Март, 2013 год – август, 2021 год

Бадрудин и София

По коридору носятся брат и сестра. Я думала, что они близнецы, но оказалось, что Бадрудину восемь лет, а Софии – шесть. На инвалидности только Бадрудин. Как его только не называют здесь: и Барбудин, и Бабудин, и Бордудин. Мамочки нашего коридора единогласно назвали его Адриано Челентано: бегущая, покачивающаяся походка, лысый череп, выразительное лицо, вот только шляпы не хватает.

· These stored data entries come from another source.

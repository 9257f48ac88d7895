//! Mock candidates and scenarios shared by unit tests.

use crate::candidate::{
    Candidate, CandidateFactory, CandidateId, CandidateSource, SerializedCandidate,
};
use crate::error::{EvaluationError, SerializationError};
use crate::evaluation::{CandidateRank, CandidateTest, CandidateTestFactory, CandidateTestResult};
use crate::population::{Population, PopulationId};
use std::sync::Arc;
use std::sync::atomic::{AtomicBool, AtomicUsize, Ordering};

/// Candidate whose "skill" is a plain number it reports as its score.
#[derive(Debug)]
pub(crate) struct MockCandidate {
    id: CandidateId,
    parent_ids: Vec<CandidateId>,
    source: Option<CandidateSource>,
    value: f64,
    disposals: AtomicUsize,
}

impl MockCandidate {
    pub(crate) fn new(
        id: CandidateId,
        parent_ids: Vec<CandidateId>,
        source: Option<CandidateSource>,
        value: f64,
    ) -> Self {
        Self {
            id,
            parent_ids,
            source,
            value,
            disposals: AtomicUsize::new(0),
        }
    }

    pub(crate) fn random(value: f64) -> Self {
        Self::new(CandidateId::new(), Vec::new(), Some(CandidateSource::Random), value)
    }

    pub(crate) fn with_source(source: Option<CandidateSource>, value: f64) -> Self {
        Self::new(CandidateId::new(), Vec::new(), source, value)
    }

    pub(crate) fn value(&self) -> f64 {
        self.value
    }

    pub(crate) fn disposals(&self) -> usize {
        self.disposals.load(Ordering::SeqCst)
    }
}

impl Candidate for MockCandidate {
    type VisibleState = ();
    type Move = f64;

    fn id(&self) -> CandidateId {
        self.id
    }

    fn parent_ids(&self) -> &[CandidateId] {
        &self.parent_ids
    }

    fn source(&self) -> Option<CandidateSource> {
        self.source
    }

    fn next_move(&self, _visible: &()) -> f64 {
        self.value
    }

    fn dispose(&self) {
        self.disposals.fetch_add(1, Ordering::SeqCst);
    }
}

/// Population of random mock candidates with the given values.
pub(crate) fn mock_population(values: &[f64]) -> Population<MockCandidate> {
    Population::new(
        0,
        values
            .iter()
            .map(|&value| Arc::new(MockCandidate::random(value)))
            .collect(),
    )
}

/// Factory producing mock candidates; payload is the candidate's value.
///
/// Breeding from a parent that was already disposed is counted.
#[derive(Debug, Default)]
pub(crate) struct MockCandidateFactory {
    random_created: AtomicUsize,
    bred_from_disposed: AtomicUsize,
}

impl MockCandidateFactory {
    pub(crate) fn random_created(&self) -> usize {
        self.random_created.load(Ordering::SeqCst)
    }

    pub(crate) fn bred_from_disposed(&self) -> usize {
        self.bred_from_disposed.load(Ordering::SeqCst)
    }

    fn check_alive(&self, parent: &MockCandidate) {
        if parent.disposals() > 0 {
            self.bred_from_disposed.fetch_add(1, Ordering::SeqCst);
        }
    }
}

impl CandidateFactory for MockCandidateFactory {
    type Candidate = MockCandidate;
    type Payload = f64;

    #[allow(clippy::cast_precision_loss)]
    fn create_random(&self) -> MockCandidate {
        let count = self.random_created.fetch_add(1, Ordering::SeqCst);
        MockCandidate::random(count as f64)
    }

    fn create_clone(&self, original: &MockCandidate) -> MockCandidate {
        self.check_alive(original);
        MockCandidate::new(
            CandidateId::new(),
            vec![original.id],
            Some(CandidateSource::Clone),
            original.value,
        )
    }

    fn create_crossover(&self, first: &MockCandidate, second: &MockCandidate) -> MockCandidate {
        self.check_alive(first);
        self.check_alive(second);
        MockCandidate::new(
            CandidateId::new(),
            vec![first.id, second.id],
            Some(CandidateSource::CrossOver),
            f64::midpoint(first.value, second.value),
        )
    }

    fn create_mutated(&self, original: &MockCandidate) -> MockCandidate {
        self.check_alive(original);
        MockCandidate::new(
            CandidateId::new(),
            vec![original.id],
            Some(CandidateSource::Mutation),
            original.value + 1.0,
        )
    }

    fn serialize_candidate(&self, candidate: &MockCandidate) -> SerializedCandidate<f64> {
        SerializedCandidate {
            id: candidate.id,
            parent_ids: candidate.parent_ids.clone(),
            source: candidate.source,
            payload: candidate.value,
        }
    }

    fn deserialize_candidate(
        &self,
        data: SerializedCandidate<f64>,
    ) -> Result<MockCandidate, SerializationError> {
        if !data.payload.is_finite() {
            return Err(SerializationError::IncompatiblePayload {
                candidate_id: data.id,
                reason: "value must be finite".to_string(),
            });
        }
        Ok(MockCandidate::new(data.id, data.parent_ids, data.source, data.payload))
    }
}

/// Every participant scores its own value.
#[derive(Debug, Default)]
pub(crate) struct ScoreTestFactory {
    configs_created: AtomicUsize,
    tests_run: Arc<AtomicUsize>,
}

impl ScoreTestFactory {
    pub(crate) fn configs_created(&self) -> usize {
        self.configs_created.load(Ordering::SeqCst)
    }

    pub(crate) fn tests_run(&self) -> usize {
        self.tests_run.load(Ordering::SeqCst)
    }
}

pub(crate) struct ScoreTest {
    tests_run: Arc<AtomicUsize>,
}

impl CandidateTest<MockCandidate> for ScoreTest {
    fn run(
        self,
        candidates: &[Arc<MockCandidate>],
    ) -> Result<CandidateTestResult, EvaluationError> {
        self.tests_run.fetch_add(1, Ordering::SeqCst);
        Ok(CandidateTestResult::new(
            candidates
                .iter()
                .map(|candidate| CandidateRank {
                    candidate_id: candidate.id(),
                    score: candidate.next_move(&()),
                })
                .collect(),
        ))
    }
}

impl CandidateTestFactory<MockCandidate> for ScoreTestFactory {
    type Config = PopulationId;
    type Test = ScoreTest;

    fn create_test_config(&self, population_id: PopulationId) -> PopulationId {
        self.configs_created.fetch_add(1, Ordering::SeqCst);
        population_id
    }

    fn create_test(&self, _config: &PopulationId) -> ScoreTest {
        ScoreTest {
            tests_run: Arc::clone(&self.tests_run),
        }
    }
}

/// Fails every test the victim takes part in.
#[derive(Debug)]
pub(crate) struct FailingTestFactory {
    victim: CandidateId,
}

impl FailingTestFactory {
    pub(crate) fn new(victim: CandidateId) -> Self {
        Self { victim }
    }
}

pub(crate) struct FailingTest {
    victim: CandidateId,
}

impl CandidateTest<MockCandidate> for FailingTest {
    fn run(
        self,
        candidates: &[Arc<MockCandidate>],
    ) -> Result<CandidateTestResult, EvaluationError> {
        if candidates.iter().any(|candidate| candidate.id() == self.victim) {
            return Err(EvaluationError::test_failed("victim crashed the scenario"));
        }
        ScoreTest {
            tests_run: Arc::new(AtomicUsize::new(0)),
        }
        .run(candidates)
    }
}

impl CandidateTestFactory<MockCandidate> for FailingTestFactory {
    type Config = ();
    type Test = FailingTest;

    fn create_test_config(&self, _population_id: PopulationId) {}

    fn create_test(&self, _config: &()) -> FailingTest {
        FailingTest { victim: self.victim }
    }
}

/// Fails the first `failures` tests, then behaves like [`ScoreTestFactory`].
#[derive(Debug)]
pub(crate) struct FlakyTestFactory {
    failures_left: Arc<AtomicUsize>,
}

impl FlakyTestFactory {
    pub(crate) fn new(failures: usize) -> Self {
        Self {
            failures_left: Arc::new(AtomicUsize::new(failures)),
        }
    }
}

pub(crate) struct FlakyTest {
    failures_left: Arc<AtomicUsize>,
}

impl CandidateTest<MockCandidate> for FlakyTest {
    fn run(
        self,
        candidates: &[Arc<MockCandidate>],
    ) -> Result<CandidateTestResult, EvaluationError> {
        let failed = self
            .failures_left
            .fetch_update(Ordering::SeqCst, Ordering::SeqCst, |left| left.checked_sub(1))
            .is_ok();
        if failed {
            return Err(EvaluationError::test_failed("flaky scenario"));
        }
        ScoreTest {
            tests_run: Arc::new(AtomicUsize::new(0)),
        }
        .run(candidates)
    }
}

impl CandidateTestFactory<MockCandidate> for FlakyTestFactory {
    type Config = ();
    type Test = FlakyTest;

    fn create_test_config(&self, _population_id: PopulationId) {}

    fn create_test(&self, _config: &()) -> FlakyTest {
        FlakyTest {
            failures_left: Arc::clone(&self.failures_left),
        }
    }
}

/// Fails every test while switched on, otherwise scores like [`ScoreTestFactory`].
#[derive(Debug, Default)]
pub(crate) struct ToggleTestFactory {
    failing: Arc<AtomicBool>,
}

impl ToggleTestFactory {
    pub(crate) fn set_failing(&self, failing: bool) {
        self.failing.store(failing, Ordering::SeqCst);
    }
}

pub(crate) struct ToggleTest {
    failing: bool,
}

impl CandidateTest<MockCandidate> for ToggleTest {
    fn run(
        self,
        candidates: &[Arc<MockCandidate>],
    ) -> Result<CandidateTestResult, EvaluationError> {
        if self.failing {
            return Err(EvaluationError::test_failed("scenario switched off"));
        }
        ScoreTest {
            tests_run: Arc::new(AtomicUsize::new(0)),
        }
        .run(candidates)
    }
}

impl CandidateTestFactory<MockCandidate> for ToggleTestFactory {
    type Config = ();
    type Test = ToggleTest;

    fn create_test_config(&self, _population_id: PopulationId) {}

    fn create_test(&self, _config: &()) -> ToggleTest {
        ToggleTest {
            failing: self.failing.load(Ordering::SeqCst),
        }
    }
}

/// Returns results with no ranks at all.
#[derive(Debug)]
pub(crate) struct ForgetfulTestFactory;

pub(crate) struct ForgetfulTest;

impl CandidateTest<MockCandidate> for ForgetfulTest {
    fn run(
        self,
        _candidates: &[Arc<MockCandidate>],
    ) -> Result<CandidateTestResult, EvaluationError> {
        Ok(CandidateTestResult::new(Vec::new()))
    }
}

impl CandidateTestFactory<MockCandidate> for ForgetfulTestFactory {
    type Config = ();
    type Test = ForgetfulTest;

    fn create_test_config(&self, _population_id: PopulationId) {}

    fn create_test(&self, _config: &()) -> ForgetfulTest {
        ForgetfulTest
    }
}

/// Ranks a candidate that never took part.
#[derive(Debug)]
pub(crate) struct StrangerTestFactory;

pub(crate) struct StrangerTest;

impl CandidateTest<MockCandidate> for StrangerTest {
    fn run(
        self,
        _candidates: &[Arc<MockCandidate>],
    ) -> Result<CandidateTestResult, EvaluationError> {
        Ok(CandidateTestResult::new(vec![CandidateRank {
            candidate_id: CandidateId::new(),
            score: 1.0,
        }]))
    }
}

impl CandidateTestFactory<MockCandidate> for StrangerTestFactory {
    type Config = ();
    type Test = StrangerTest;

    fn create_test_config(&self, _population_id: PopulationId) {}

    fn create_test(&self, _config: &()) -> StrangerTest {
        StrangerTest
    }
}

/// Scores the participants and also ranks a fixed bystander that sat the match out.
#[derive(Debug)]
pub(crate) struct BystanderTestFactory {
    bystander: CandidateId,
}

impl BystanderTestFactory {
    pub(crate) fn new(bystander: CandidateId) -> Self {
        Self { bystander }
    }
}

pub(crate) struct BystanderTest {
    bystander: CandidateId,
}

impl CandidateTest<MockCandidate> for BystanderTest {
    fn run(
        self,
        candidates: &[Arc<MockCandidate>],
    ) -> Result<CandidateTestResult, EvaluationError> {
        let mut ranks: Vec<CandidateRank> = candidates
            .iter()
            .map(|candidate| CandidateRank {
                candidate_id: candidate.id(),
                score: candidate.next_move(&()),
            })
            .collect();
        if ranks.iter().all(|rank| rank.candidate_id != self.bystander) {
            ranks.push(CandidateRank {
                candidate_id: self.bystander,
                score: 100.0,
            });
        }
        Ok(CandidateTestResult::new(ranks))
    }
}

impl CandidateTestFactory<MockCandidate> for BystanderTestFactory {
    type Config = ();
    type Test = BystanderTest;

    fn create_test_config(&self, _population_id: PopulationId) {}

    fn create_test(&self, _config: &()) -> BystanderTest {
        BystanderTest {
            bystander: self.bystander,
        }
    }
}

Начал ходить Бадрудин только в шесть лет, оттого так и бегает смешно, напоминая татаро-монгола. София – смышленая, активная девочка, взяли ее в санаторий заодно. Приехали они из Махачкалы, с мамой и папой. Дома у них с бабушкой остался еще годовалый Магомед. Их папа всю дорогу режется в пинг-понг с подростками на третьем этаже в школьном отделении. Как сказал его напарник по теннису, 16-летний Иван, они уже в пятый раз тут с ним встречаются и продолжают поединок.

Как водится, познакомились и с мамой Хапсат, и она рассказала свою историю.

Бадрудин – их первенец. На 25-й день своей жизни он заболел менингитом, возможно, подхватив инфекцию в роддоме. Сначала была температура – 39, потом судороги. Температуру долго не могли сбить, малыш впал в кому. Она продолжалась три дня. Спасли, выходили. Только приобрел ДЦП. До сих пор не говорит. До шести лет не ходил, но на ноги поставили в Китае. Приехала с ним туда мама Хапсат на три месяца из своей родной Махачкалы.

Есть у них в Дагестане очень хороший спонсор, который помогает оплачивать таким деткам лечение. Вся поездка обошлась в 500 тысяч рублей. Ежедневно там в течение трех месяцев Бадрудину втыкали иголки по всему телу, на 30—60 минут. К счастью, после этих процедур он начал ходить. А чтобы он заговорил, сказали, нужно приехать еще два раза. Но пока они не собрались.

«Представляешь, – рассказывает Хапсат, – я тут в санатории рассказала одной женщине, у которой тоже дочка с ДЦП, про Китай. И она прямо здесь по Интернету нашла спонсора. Купила билеты в Китай и улетела с ребенком прямо отсюда на иголки, про которые я ей рассказывала».

 

После санатория Хапсат с мужем и детьми собираются ехать в Питер на акупунктуру – это почти то же самое, что и иглоукалывание. Бадрудину она нужна для стимуляции речи. Но заведующая санаторием отсоветует их это делать, ведь здесь Бадрудин уже получил немало лечения, а столько сразу воздействовать на организм нельзя.

Спустя три года в санатории я встречаю подружку Хапсат Зухру и спрашиваю у нее про Хапсат с детьми. Она рассказывает, что в Китай на лечение они ездили еще один раз, и Бадрудин потихоньку начал говорить. Учится он во вспомогательной школе. Софийка уже большая, и Магомед подрос. Все у них хорошо, слава Богу!